Long-Term Consequences of Teaching Gender Roles: Evidence from Desegregating Industrial Arts and Home Economics in Japan
Hiromi Hará & Núria Rodríguez-Planas
Journal of Labor Economics, April 2025, Pages 349-389

Abstract:
This paper explores whether a 1990 reform that eliminated gender-segregated and gender normative industrial arts and home economics classes in Japanese junior high schools led to behavioral changes two decades later, when students were married and in their early 40s. Using a regression discontinuity design and Japanese time use data from 2016, we find that the reform narrowed gender gaps in weekend home production and job-related activities by increasing (decreasing) men’s engagement in traditionally female (male) activities, reduced the gender income gap by increasing women’s access to better jobs, delayed men’s fertility, and relaxed women’s attitudes toward traditional gender roles.


Towering Intellects?

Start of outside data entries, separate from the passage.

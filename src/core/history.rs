//! Transition history tracking.
//!
//! Every transition that actually changes the active state is recorded as
//! a `TransitionRecord`. The idempotent no-op of re-entering the active
//! state is not a transition and leaves no record.

use chrono::{DateTime, Utc};
use serde::{Deserialize, Serialize};
use std::collections::VecDeque;
use std::time::Duration;

/// Record of a single transition.
///
/// `None` on either side stands for the null state.
///
/// # Example
///
/// ```rust
/// use demeanor::core::TransitionRecord;
/// use chrono::Utc;
///
/// let record = TransitionRecord {
///     from: None,
///     to: Some("Open".to_string()),
///     timestamp: Utc::now(),
/// };
/// assert!(record.is_entry());
/// ```
#[derive(Clone, Debug, PartialEq, Serialize, Deserialize)]
pub struct TransitionRecord {
    /// The state being left
    pub from: Option<String>,
    /// The state being entered
    pub to: Option<String>,
    /// When the transition happened
    pub timestamp: DateTime<Utc>,
}

impl TransitionRecord {
    pub(crate) fn now(from: Option<&str>, to: Option<&str>) -> Self {
        Self {
            from: from.map(str::to_owned),
            to: to.map(str::to_owned),
            timestamp: Utc::now(),
        }
    }

    /// True when leaving the null state.
    pub fn is_entry(&self) -> bool {
        self.from.is_none()
    }

    /// True when entering the null state.
    pub fn is_exit(&self) -> bool {
        self.to.is_none()
    }
}

/// Ordered, optionally bounded history of transitions.
///
/// # Example
///
/// ```rust
/// use demeanor::core::{TransitionHistory, TransitionRecord};
/// use chrono::Utc;
///
/// let history = TransitionHistory::new()
///     .record(TransitionRecord {
///         from: None,
///         to: Some("Red".to_string()),
///         timestamp: Utc::now(),
///     })
///     .record(TransitionRecord {
///         from: Some("Red".to_string()),
///         to: Some("Green".to_string()),
///         timestamp: Utc::now(),
///     });
///
/// assert_eq!(history.path(), vec![None, Some("Red"), Some("Green")]);
/// ```
#[derive(Clone, Debug, Default, PartialEq, Serialize, Deserialize)]
pub struct TransitionHistory {
    transitions: VecDeque<TransitionRecord>,
    limit: Option<usize>,
}

impl TransitionHistory {
    /// Create an empty, unbounded history.
    pub fn new() -> Self {
        Self::default()
    }

    /// Create an empty history that keeps at most `limit` records.
    ///
    /// `None` keeps everything; `Some(0)` keeps nothing.
    pub fn with_limit(limit: Option<usize>) -> Self {
        Self {
            transitions: VecDeque::new(),
            limit,
        }
    }

    /// Maximum number of records kept, `None` if unbounded.
    pub fn limit(&self) -> Option<usize> {
        self.limit
    }

    /// Record a transition, returning a new history.
    ///
    /// The existing history is left untouched.
    pub fn record(&self, transition: TransitionRecord) -> Self {
        let mut history = self.clone();
        history.push(transition);
        history
    }

    /// Append in place, dropping the oldest records beyond the limit.
    pub(crate) fn push(&mut self, transition: TransitionRecord) {
        self.transitions.push_back(transition);
        if let Some(limit) = self.limit {
            while self.transitions.len() > limit {
                self.transitions.pop_front();
            }
        }
    }

    /// States traversed, in order: the first record's origin followed by
    /// the target of every record.
    pub fn path(&self) -> Vec<Option<&str>> {
        let mut path = Vec::with_capacity(self.transitions.len() + 1);
        if let Some(first) = self.transitions.front() {
            path.push(first.from.as_deref());
        }
        path.extend(self.transitions.iter().map(|t| t.to.as_deref()));
        path
    }

    /// Time between the first and last recorded transition.
    ///
    /// `None` when nothing has been recorded.
    pub fn duration(&self) -> Option<Duration> {
        let (first, last) = (self.transitions.front()?, self.transitions.back()?);
        last.timestamp
            .signed_duration_since(first.timestamp)
            .to_std()
            .ok()
    }

    /// Iterate over the kept records, oldest first.
    pub fn transitions(&self) -> impl ExactSizeIterator<Item = &TransitionRecord> {
        self.transitions.iter()
    }

    /// The most recent transition.
    pub fn last(&self) -> Option<&TransitionRecord> {
        self.transitions.back()
    }

    /// Number of kept records.
    pub fn len(&self) -> usize {
        self.transitions.len()
    }

    /// Whether no transition has been recorded.
    pub fn is_empty(&self) -> bool {
        self.transitions.is_empty()
    }
}

#[cfg(test)]
mod tests {
    use super::*;

    fn hop(from: Option<&str>, to: Option<&str>) -> TransitionRecord {
        TransitionRecord::now(from, to)
    }

    #[test]
    fn new_history_is_empty() {
        let history = TransitionHistory::new();
        assert!(history.is_empty());
        assert!(history.path().is_empty());
        assert!(history.duration().is_none());
        assert!(history.last().is_none());
    }

    #[test]
    fn record_is_immutable() {
        let history = TransitionHistory::new();
        let new_history = history.record(hop(None, Some("A")));

        assert_eq!(history.len(), 0);
        assert_eq!(new_history.len(), 1);
    }

    #[test]
    fn path_includes_null_endpoints() {
        let history = TransitionHistory::new()
            .record(hop(None, Some("A")))
            .record(hop(Some("A"), Some("B")))
            .record(hop(Some("B"), None));

        assert_eq!(history.path(), vec![None, Some("A"), Some("B"), None]);
    }

    #[test]
    fn limit_drops_oldest_records() {
        let mut history = TransitionHistory::with_limit(Some(2));
        history.push(hop(None, Some("A")));
        history.push(hop(Some("A"), Some("B")));
        history.push(hop(Some("B"), Some("C")));

        assert_eq!(history.len(), 2);
        assert_eq!(history.path(), vec![Some("A"), Some("B"), Some("C")]);
    }

    #[test]
    fn zero_limit_keeps_nothing() {
        let mut history = TransitionHistory::with_limit(Some(0));
        history.push(hop(None, Some("A")));

        assert!(history.is_empty());
    }

    #[test]
    fn duration_calculates_elapsed_time() {
        let start = Utc::now();
        let mut history = TransitionHistory::new();
        history.push(TransitionRecord {
            from: None,
            to: Some("A".to_string()),
            timestamp: start,
        });
        history.push(TransitionRecord {
            from: Some("A".to_string()),
            to: None,
            timestamp: start + chrono::Duration::milliseconds(25),
        });

        assert_eq!(history.duration(), Some(Duration::from_millis(25)));
    }

    #[test]
    fn single_transition_has_duration_zero() {
        let history = TransitionHistory::new().record(hop(None, Some("A")));
        assert_eq!(history.duration(), Some(Duration::ZERO));
    }

    #[test]
    fn entry_and_exit_flags() {
        assert!(hop(None, Some("A")).is_entry());
        assert!(!hop(None, Some("A")).is_exit());
        assert!(hop(Some("A"), None).is_exit());
    }

    #[test]
    fn history_serializes_correctly() {
        let history = TransitionHistory::with_limit(Some(8))
            .record(hop(None, Some("A")))
            .record(hop(Some("A"), None));

        let json = serde_json::to_string(&history).unwrap();
        let deserialized: TransitionHistory = serde_json::from_str(&json).unwrap();

        assert_eq!(history, deserialized);
    }
}
//! Actor error types.

use thiserror::Error;

/// Errors returned when calling into an actor.
///
/// Transitions and definitions never fail: an unknown target degrades to
/// the null state.
#[derive(Debug, Clone, Error, PartialEq)]
pub enum ActorError {
    /// Neither the active state nor the actor's defaults provide the method
    #[error("method '{method}' is not available in {}", describe(.state))]
    MethodNotFound {
        method: String,
        state: Option<String>,
    },
}

fn describe(state: &Option<String>) -> String {
    match state {
        Some(name) => format!("state '{name}'"),
        None => "the null state".to_string(),
    }
}
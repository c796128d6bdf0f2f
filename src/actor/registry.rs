//! Incremental definition of named states.

use super::Actor;
use crate::core::{MethodMap, StateDefinition, StateTable};
use tracing::{trace, warn};

impl<C: 'static> Actor<C> {
    /// Define or extend the state `name`.
    ///
    /// Methods are merged into an existing definition, adding or
    /// overwriting by name, and `begin`/`end` replace the current hooks.
    /// Passing `None` or an empty map clears an existing definition; the
    /// state then behaves as if it were never defined. Clearing an unknown
    /// state does nothing.
    ///
    /// No callable runs during definition.
    pub fn define_state(
        &mut self,
        name: &str,
        methods: impl Into<Option<MethodMap<C>>>,
    ) -> &mut Self {
        if name.is_empty() {
            warn!("ignoring state definition with an empty name");
            return self;
        }

        let Some(methods) = methods.into().filter(|m| !m.is_empty()) else {
            if let Some(slot) = self.registry.get_mut(name) {
                if slot.take().is_some() {
                    trace!(state = name, "cleared state definition");
                }
            }
            return self;
        };

        trace!(state = name, entries = methods.len(), "merging state definition");
        self.registry
            .entry(name.to_owned())
            .or_default()
            .get_or_insert_with(|| StateDefinition::new(name))
            .merge(methods);
        self
    }

    /// Apply [`Actor::define_state`] to every entry of `states`.
    pub fn define_states(&mut self, states: impl Into<Option<StateTable<C>>>) -> &mut Self {
        for (name, methods) in states.into().into_iter().flatten() {
            self.define_state(&name, methods);
        }
        self
    }
}

impl<C> Actor<C> {
    /// Look up a live definition. Cleared states are reported as absent.
    pub fn definition(&self, name: &str) -> Option<&StateDefinition<C>> {
        self.registry.get(name).and_then(Option::as_ref)
    }

    /// Whether `name` has a live (defined, not cleared) definition.
    pub fn is_defined(&self, name: &str) -> bool {
        self.definition(name).is_some()
    }

    /// Names of every live state definition, in no particular order.
    pub fn state_names(&self) -> impl Iterator<Item = &str> {
        self.registry
            .iter()
            .filter(|(_, slot)| slot.is_some())
            .map(|(name, _)| name.as_str())
    }
}

#[cfg(test)]
mod tests {
    use super::*;
    use serde_json::Value;

    fn noop(_: &mut Actor<()>, _: Value) -> Value {
        Value::Null
    }

    fn methods(names: &[&str]) -> MethodMap<()> {
        names
            .iter()
            .fold(MethodMap::new(), |map, name| map.method(*name, noop))
    }

    #[test]
    fn define_state_creates_definition() {
        let mut actor = Actor::new(());
        actor.define_state("A", methods(&["m"]));

        let definition = actor.definition("A").unwrap();
        assert_eq!(definition.name(), "A");
        assert_eq!(definition.method_names(), ["m"]);
    }

    #[test]
    fn redefinition_merges_methods() {
        let mut actor = Actor::new(());
        actor
            .define_state("A", methods(&["m"]))
            .define_state("A", methods(&["n", "m"]));

        assert_eq!(actor.definition("A").unwrap().method_names(), ["m", "n"]);
    }

    #[test]
    fn redefinition_keeps_identity() {
        let mut actor = Actor::new(());
        actor.define_state("A", methods(&["m"]));
        let id = actor.definition("A").unwrap().id();

        actor.define_state("A", methods(&["n"]));
        assert_eq!(actor.definition("A").unwrap().id(), id);
    }

    #[test]
    fn absent_map_clears_definition() {
        let mut actor = Actor::new(());
        actor.define_state("A", methods(&["m"]));
        actor.define_state("A", None);

        assert!(!actor.is_defined("A"));
        assert_eq!(actor.state_names().count(), 0);
    }

    #[test]
    fn empty_map_clears_definition() {
        let mut actor = Actor::new(());
        actor.define_state("A", methods(&["m"]));
        actor.define_state("A", MethodMap::new());

        assert!(!actor.is_defined("A"));
    }

    #[test]
    fn clearing_unknown_state_is_noop() {
        let mut actor = Actor::new(());
        actor.define_state("Ghost", None);

        assert!(!actor.is_defined("Ghost"));
        assert!(actor.registry.is_empty());
    }

    #[test]
    fn redefining_cleared_state_mints_new_identity() {
        let mut actor = Actor::new(());
        actor.define_state("A", methods(&["m"]));
        let first = actor.definition("A").unwrap().id();

        actor.define_state("A", None);
        actor.define_state("A", methods(&["n"]));

        let definition = actor.definition("A").unwrap();
        assert_ne!(definition.id(), first);
        assert_eq!(definition.method_names(), ["n"]);
    }

    #[test]
    fn empty_name_is_ignored() {
        let mut actor = Actor::new(());
        actor.define_state("", methods(&["m"]));

        assert!(actor.registry.is_empty());
    }

    #[test]
    fn define_states_applies_every_entry() {
        let mut actor = Actor::new(());
        actor.define_states(
            StateTable::new()
                .state("A", methods(&["a"]))
                .state("B", methods(&["b"])),
        );

        let mut names: Vec<&str> = actor.state_names().collect();
        names.sort_unstable();
        assert_eq!(names, vec!["A", "B"]);
    }

    #[test]
    fn define_states_accepts_nothing() {
        let mut actor = Actor::new(());
        actor.define_states(None);

        assert_eq!(actor.state_names().count(), 0);
    }

    #[test]
    fn define_states_can_clear() {
        let mut actor = Actor::new(());
        actor.define_state("A", methods(&["a"]));
        actor.define_states(StateTable::new().state("A", MethodMap::new()));

        assert!(!actor.is_defined("A"));
    }
}
//! Per-actor dispatch of state methods.
//!
//! The active state's methods live in a `DispatchTable` snapshotted on
//! entry. Calls consult that table first and then the actor's defaults.

use super::{Actor, ActorError};
use crate::core::{Method, StateDefinition};
use serde_json::Value;
use std::collections::HashMap;
use std::rc::Rc;

/// Methods currently callable on an actor, with their declaration order.
pub(super) struct DispatchTable<C> {
    names: Vec<String>,
    methods: HashMap<String, Method<C>>,
}

impl<C> DispatchTable<C> {
    pub(super) fn snapshot(definition: &StateDefinition<C>) -> Self {
        let names = definition.method_names().to_vec();
        let methods = names
            .iter()
            .filter_map(|name| {
                definition
                    .method(name)
                    .map(|method| (name.clone(), Rc::clone(method)))
            })
            .collect();
        Self { names, methods }
    }

    fn get(&self, name: &str) -> Option<&Method<C>> {
        self.methods.get(name)
    }

    fn remove(&mut self, name: &str) -> Option<Method<C>> {
        let method = self.methods.remove(name)?;
        self.names.retain(|n| n != name);
        Some(method)
    }
}

impl<C> Default for DispatchTable<C> {
    fn default() -> Self {
        Self {
            names: Vec::new(),
            methods: HashMap::new(),
        }
    }
}

impl<C: 'static> Actor<C> {
    /// Register a default method, used whenever the active state does not
    /// declare a method of that name.
    pub fn define_default<F>(&mut self, name: impl Into<String>, method: F) -> &mut Self
    where
        F: Fn(&mut Actor<C>, Value) -> Value + 'static,
    {
        self.insert_default(name.into(), Rc::new(method));
        self
    }
}

impl<C> Actor<C> {
    pub(crate) fn insert_default(&mut self, name: String, method: Method<C>) {
        self.defaults.insert(name, method);
    }

    /// Call `method` with the actor as receiver.
    ///
    /// The active state's methods take precedence over defaults. A method
    /// may transition the actor; the call still runs to completion.
    pub fn invoke(&mut self, method: &str, args: Value) -> Result<Value, ActorError> {
        let callable = self
            .injected
            .get(method)
            .or_else(|| self.defaults.get(method))
            .cloned()
            .ok_or_else(|| ActorError::MethodNotFound {
                method: method.to_owned(),
                state: self.state().map(str::to_owned),
            })?;
        Ok(callable(self, args))
    }

    /// True when the active state provides `method`. Defaults are not
    /// counted.
    pub fn has_method(&self, method: &str) -> bool {
        self.injected.get(method).is_some()
    }

    /// Whether `method` is registered as an actor-wide default.
    pub fn has_default(&self, method: &str) -> bool {
        self.defaults.contains_key(method)
    }

    /// Names of the methods the active state provides, in declaration
    /// order. Empty in the null state.
    pub fn methods(&self) -> &[String] {
        &self.injected.names
    }

    /// Remove a method from the actor until the next transition.
    ///
    /// Re-entering the already active state does not restore it.
    pub fn detach(&mut self, method: &str) -> Option<Method<C>> {
        self.injected.remove(method)
    }
}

Sizing Up the Relationship Between Height and Academic Success
Stephanie Coffey & Amy Ellen Schwartz
Economics & Human Biology, May 2025

Abstract:
Do tall students do better in school? A robust literature documents higher earnings among taller people and suggests that differences in adult labor market outcomes may reflect prior differences in academic outcomes. In this paper, we use unique student-level longitudinal data from New York City (NYC) to examine the link between height and achievement, shedding light on underlying mechanisms. The centerpiece of our empirical work is a regression linking test scores to height, measured as a z-score normalized to same grade/sex peers within schools. We estimate a meaningful height gradient for both boys and girls in English Language Arts (ELA) and math achievement in all grades 3-8. Controlling for observed student characteristics, a one standard deviation (sd) increase in height for grade is associated with.03 and.039 sd higher performance in math and ELA, respectively, for boys and.034 and.04 sd in math and ELA, respectively, for girls. While the average gradient is small in magnitude, it is sufficiently large to generate meaningful differences in achievement between the tallest and shortest students. For example, the tallest 2.5% boys and girls within grade perform.18 and.194 sd better in ELA, respectively, than the shortest ones. We also find evidence that ordinal height rank relative to peers may have a small effect on ELA achievement conditional on cardinal height. Thus, there is an academic height premium for both absolute and relative height.